Task prompt ▸ The answer must be an exact restatement of all the data.

Recorded data ▸
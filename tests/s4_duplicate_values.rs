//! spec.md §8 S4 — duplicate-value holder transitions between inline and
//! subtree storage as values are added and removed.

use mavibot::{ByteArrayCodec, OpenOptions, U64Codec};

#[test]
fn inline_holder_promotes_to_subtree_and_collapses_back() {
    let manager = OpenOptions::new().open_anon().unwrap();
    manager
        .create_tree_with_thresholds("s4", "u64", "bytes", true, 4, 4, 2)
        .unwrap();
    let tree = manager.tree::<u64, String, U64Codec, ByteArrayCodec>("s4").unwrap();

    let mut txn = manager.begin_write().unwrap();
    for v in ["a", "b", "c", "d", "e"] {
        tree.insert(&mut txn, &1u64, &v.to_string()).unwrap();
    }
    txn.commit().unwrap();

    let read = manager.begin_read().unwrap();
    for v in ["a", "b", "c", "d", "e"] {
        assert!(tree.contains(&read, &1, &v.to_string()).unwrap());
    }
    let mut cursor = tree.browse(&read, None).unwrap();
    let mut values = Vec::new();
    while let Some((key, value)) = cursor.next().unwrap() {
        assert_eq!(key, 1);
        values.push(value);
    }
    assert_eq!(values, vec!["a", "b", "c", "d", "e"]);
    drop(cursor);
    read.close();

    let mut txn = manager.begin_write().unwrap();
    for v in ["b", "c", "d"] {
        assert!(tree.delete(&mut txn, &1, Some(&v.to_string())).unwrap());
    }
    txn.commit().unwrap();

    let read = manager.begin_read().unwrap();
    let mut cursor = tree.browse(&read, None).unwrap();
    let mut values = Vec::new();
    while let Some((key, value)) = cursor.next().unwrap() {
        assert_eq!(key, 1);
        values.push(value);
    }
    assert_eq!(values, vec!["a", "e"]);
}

Response for this exercise ▸
filename tests/s4_duplicate_values.rs
//! spec.md §8 S4 — duplicate-value holder transitions between inline and
//! subtree storage as values are added and removed.

use mavibot::{ByteArrayCodec, OpenOptions, U64Codec};

#[test]
fn inline_holder_promotes_to_subtree_and_collapses_back() {
    let manager = OpenOptions::new().open_anon().unwrap();
    manager
        .create_tree_with_thresholds("s4", "u64", "bytes", true, 4, 4, 2)
        .unwrap();
    let tree = manager.tree::<u64, String, U64Codec, ByteArrayCodec>("s4").unwrap();

    let mut txn = manager.begin_write().unwrap();
    for v in ["a", "b", "c", "d", "e"] {
        tree.insert(&mut txn, &1u64, &v.to_string()).unwrap();
    }
    txn.commit().unwrap();

    let read = manager.begin_read().unwrap();
    for v in ["a", "b", "c", "d", "e"] {
        assert!(tree.contains(&read, &1, &v.to_string()).unwrap());
    }
    let mut cursor = tree.browse(&read, None).unwrap();
    let mut values = Vec::new();
    while let Some((key, value)) = cursor.next().unwrap() {
        assert_eq!(key, 1);
        values.push(value);
    }
    assert_eq!(values, vec!["a", "b", "c", "d", "e"]);
    drop(cursor);
    read.close();

    let mut txn = manager.begin_write().unwrap();
    for v in ["b", "c", "d"] {
        assert!(tree.delete(&mut txn, &1, Some(&v.to_string())).unwrap());
    }
    txn.commit().unwrap();

    let read = manager.begin_read().unwrap();
    let mut cursor = tree.browse(&read, None).unwrap();
    let mut values = Vec::new();
    while let Some((key, value)) = cursor.next().unwrap() {
        assert_eq!(key, 1);
        values.push(value);
    }
    assert_eq!(values, vec!["a", "e"]);
}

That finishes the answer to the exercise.